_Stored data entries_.
++++++

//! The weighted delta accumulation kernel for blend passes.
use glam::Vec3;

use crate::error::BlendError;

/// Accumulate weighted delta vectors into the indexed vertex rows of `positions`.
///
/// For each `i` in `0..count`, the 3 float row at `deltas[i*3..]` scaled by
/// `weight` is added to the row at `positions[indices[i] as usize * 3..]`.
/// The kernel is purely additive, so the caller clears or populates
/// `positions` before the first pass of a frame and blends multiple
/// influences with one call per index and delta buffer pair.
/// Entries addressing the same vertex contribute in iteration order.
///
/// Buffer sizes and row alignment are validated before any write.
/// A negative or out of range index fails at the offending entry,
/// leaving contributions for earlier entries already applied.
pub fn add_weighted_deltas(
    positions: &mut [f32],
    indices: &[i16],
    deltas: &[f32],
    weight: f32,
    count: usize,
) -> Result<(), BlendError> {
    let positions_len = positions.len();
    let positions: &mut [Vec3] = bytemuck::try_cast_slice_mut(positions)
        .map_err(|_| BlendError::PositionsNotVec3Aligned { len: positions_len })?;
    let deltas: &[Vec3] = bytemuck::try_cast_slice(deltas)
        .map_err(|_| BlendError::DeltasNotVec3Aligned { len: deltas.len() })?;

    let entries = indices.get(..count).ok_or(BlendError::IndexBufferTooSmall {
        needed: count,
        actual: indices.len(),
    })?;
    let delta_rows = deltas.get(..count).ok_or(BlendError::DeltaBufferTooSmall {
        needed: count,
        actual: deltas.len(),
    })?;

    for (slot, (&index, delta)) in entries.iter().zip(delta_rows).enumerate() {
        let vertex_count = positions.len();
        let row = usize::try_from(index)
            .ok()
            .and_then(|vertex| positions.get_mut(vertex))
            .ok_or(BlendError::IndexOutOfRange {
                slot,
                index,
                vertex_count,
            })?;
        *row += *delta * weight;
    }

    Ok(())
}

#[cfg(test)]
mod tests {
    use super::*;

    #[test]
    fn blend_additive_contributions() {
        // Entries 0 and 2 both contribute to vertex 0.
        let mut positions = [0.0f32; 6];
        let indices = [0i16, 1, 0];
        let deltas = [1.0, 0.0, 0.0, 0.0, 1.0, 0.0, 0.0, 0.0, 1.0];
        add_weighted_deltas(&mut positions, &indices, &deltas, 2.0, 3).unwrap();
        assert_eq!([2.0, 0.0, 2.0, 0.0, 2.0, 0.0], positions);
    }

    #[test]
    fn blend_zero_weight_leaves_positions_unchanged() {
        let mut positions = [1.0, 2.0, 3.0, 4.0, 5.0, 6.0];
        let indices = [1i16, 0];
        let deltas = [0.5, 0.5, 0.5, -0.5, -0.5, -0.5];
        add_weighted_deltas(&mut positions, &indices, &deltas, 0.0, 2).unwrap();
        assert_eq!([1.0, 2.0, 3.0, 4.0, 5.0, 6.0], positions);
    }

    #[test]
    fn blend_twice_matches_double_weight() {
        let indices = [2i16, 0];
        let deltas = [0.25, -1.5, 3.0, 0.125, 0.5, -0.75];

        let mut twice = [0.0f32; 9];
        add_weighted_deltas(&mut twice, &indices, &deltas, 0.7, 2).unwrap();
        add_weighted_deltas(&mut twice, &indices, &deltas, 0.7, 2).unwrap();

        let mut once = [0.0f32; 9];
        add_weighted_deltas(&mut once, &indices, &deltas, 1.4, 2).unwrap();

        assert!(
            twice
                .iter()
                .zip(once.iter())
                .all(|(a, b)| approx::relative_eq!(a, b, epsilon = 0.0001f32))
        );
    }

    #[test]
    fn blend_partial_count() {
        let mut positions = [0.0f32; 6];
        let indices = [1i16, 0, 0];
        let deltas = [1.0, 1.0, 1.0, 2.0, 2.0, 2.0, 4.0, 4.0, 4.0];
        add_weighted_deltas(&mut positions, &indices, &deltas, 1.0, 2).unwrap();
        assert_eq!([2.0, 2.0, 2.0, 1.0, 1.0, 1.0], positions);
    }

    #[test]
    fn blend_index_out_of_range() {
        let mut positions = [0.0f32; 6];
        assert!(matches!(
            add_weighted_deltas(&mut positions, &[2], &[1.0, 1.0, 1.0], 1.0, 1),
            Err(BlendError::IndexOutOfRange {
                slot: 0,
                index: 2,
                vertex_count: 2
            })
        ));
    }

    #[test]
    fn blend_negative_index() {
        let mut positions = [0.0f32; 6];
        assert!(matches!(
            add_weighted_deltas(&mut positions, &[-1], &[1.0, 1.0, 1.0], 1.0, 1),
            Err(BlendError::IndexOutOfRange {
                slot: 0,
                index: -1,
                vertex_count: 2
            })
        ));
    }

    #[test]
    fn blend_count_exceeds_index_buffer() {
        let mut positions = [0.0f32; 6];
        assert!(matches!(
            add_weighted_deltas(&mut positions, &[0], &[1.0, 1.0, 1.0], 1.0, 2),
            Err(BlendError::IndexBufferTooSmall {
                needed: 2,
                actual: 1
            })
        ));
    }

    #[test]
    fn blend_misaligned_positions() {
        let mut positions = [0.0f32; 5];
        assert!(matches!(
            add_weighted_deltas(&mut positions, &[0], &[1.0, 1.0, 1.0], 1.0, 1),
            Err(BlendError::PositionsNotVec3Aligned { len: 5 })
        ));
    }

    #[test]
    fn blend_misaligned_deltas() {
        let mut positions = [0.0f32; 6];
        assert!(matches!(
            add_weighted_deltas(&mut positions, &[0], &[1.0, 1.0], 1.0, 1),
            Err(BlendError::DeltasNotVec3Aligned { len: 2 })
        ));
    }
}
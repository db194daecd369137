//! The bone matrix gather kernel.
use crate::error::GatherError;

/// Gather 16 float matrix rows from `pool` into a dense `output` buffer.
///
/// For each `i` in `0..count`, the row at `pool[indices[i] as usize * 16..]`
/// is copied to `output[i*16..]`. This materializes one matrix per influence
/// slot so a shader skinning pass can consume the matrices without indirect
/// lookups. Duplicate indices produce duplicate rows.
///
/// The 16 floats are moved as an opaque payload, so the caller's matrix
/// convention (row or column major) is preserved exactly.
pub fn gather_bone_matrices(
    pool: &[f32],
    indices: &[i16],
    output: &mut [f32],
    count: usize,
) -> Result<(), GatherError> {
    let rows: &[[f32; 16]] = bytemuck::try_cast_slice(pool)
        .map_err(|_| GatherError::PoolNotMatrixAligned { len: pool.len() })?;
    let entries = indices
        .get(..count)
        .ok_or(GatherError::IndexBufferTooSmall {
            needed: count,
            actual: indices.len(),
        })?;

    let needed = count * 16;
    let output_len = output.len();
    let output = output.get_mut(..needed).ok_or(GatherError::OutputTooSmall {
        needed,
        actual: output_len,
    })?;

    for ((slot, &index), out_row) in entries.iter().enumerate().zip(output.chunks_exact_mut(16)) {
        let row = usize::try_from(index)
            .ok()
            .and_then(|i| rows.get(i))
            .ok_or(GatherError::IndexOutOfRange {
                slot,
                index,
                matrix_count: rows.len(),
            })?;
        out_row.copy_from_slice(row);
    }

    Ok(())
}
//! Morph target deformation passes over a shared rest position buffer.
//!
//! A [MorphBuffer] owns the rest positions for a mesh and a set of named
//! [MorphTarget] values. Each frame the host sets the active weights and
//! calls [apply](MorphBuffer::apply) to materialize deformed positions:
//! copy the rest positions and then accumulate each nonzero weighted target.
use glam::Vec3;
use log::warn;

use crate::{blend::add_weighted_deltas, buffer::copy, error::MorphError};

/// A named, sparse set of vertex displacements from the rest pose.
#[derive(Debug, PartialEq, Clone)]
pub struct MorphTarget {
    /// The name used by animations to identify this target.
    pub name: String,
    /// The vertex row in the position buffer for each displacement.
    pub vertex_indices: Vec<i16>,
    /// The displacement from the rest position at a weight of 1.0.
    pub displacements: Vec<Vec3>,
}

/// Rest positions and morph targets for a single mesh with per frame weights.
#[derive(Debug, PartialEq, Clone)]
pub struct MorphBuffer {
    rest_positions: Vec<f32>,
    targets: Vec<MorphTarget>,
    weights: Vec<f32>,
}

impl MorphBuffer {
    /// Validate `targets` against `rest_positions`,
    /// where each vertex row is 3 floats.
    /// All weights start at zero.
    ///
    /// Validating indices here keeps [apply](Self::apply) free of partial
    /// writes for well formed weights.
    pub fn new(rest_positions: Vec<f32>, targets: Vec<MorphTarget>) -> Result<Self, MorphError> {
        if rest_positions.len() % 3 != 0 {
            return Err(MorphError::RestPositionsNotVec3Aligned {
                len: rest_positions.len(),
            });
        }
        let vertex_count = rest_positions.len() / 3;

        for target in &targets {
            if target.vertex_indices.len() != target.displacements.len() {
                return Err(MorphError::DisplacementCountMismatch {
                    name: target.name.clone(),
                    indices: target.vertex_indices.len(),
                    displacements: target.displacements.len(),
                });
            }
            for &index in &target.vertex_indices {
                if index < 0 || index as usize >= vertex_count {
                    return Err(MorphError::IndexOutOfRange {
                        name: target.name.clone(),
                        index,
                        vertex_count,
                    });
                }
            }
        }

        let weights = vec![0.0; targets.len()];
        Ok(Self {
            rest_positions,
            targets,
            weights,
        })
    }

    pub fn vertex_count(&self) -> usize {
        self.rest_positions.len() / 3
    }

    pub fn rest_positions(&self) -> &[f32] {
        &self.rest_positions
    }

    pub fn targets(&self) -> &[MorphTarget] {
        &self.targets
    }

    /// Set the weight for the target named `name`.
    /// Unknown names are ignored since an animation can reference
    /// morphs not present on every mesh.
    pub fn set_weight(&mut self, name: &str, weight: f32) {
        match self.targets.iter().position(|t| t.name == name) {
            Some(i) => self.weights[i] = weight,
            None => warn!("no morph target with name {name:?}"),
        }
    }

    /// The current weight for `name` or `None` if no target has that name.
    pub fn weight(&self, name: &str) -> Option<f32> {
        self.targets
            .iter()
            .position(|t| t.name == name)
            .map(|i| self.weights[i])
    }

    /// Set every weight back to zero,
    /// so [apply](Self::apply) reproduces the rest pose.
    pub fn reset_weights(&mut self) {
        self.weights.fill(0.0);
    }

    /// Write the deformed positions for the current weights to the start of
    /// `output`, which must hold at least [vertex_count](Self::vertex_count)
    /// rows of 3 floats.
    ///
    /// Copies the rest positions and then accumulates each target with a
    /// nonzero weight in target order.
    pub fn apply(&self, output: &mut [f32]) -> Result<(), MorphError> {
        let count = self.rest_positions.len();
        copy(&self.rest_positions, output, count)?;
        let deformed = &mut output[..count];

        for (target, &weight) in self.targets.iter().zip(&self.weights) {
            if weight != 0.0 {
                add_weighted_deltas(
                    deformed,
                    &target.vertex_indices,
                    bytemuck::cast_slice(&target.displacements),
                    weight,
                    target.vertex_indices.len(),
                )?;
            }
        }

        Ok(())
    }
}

++++++

_Work to be completed_.
Going through the data above, please tally the lines that contain the string "Result" and return only the total.

_Solution to the exercise_.
4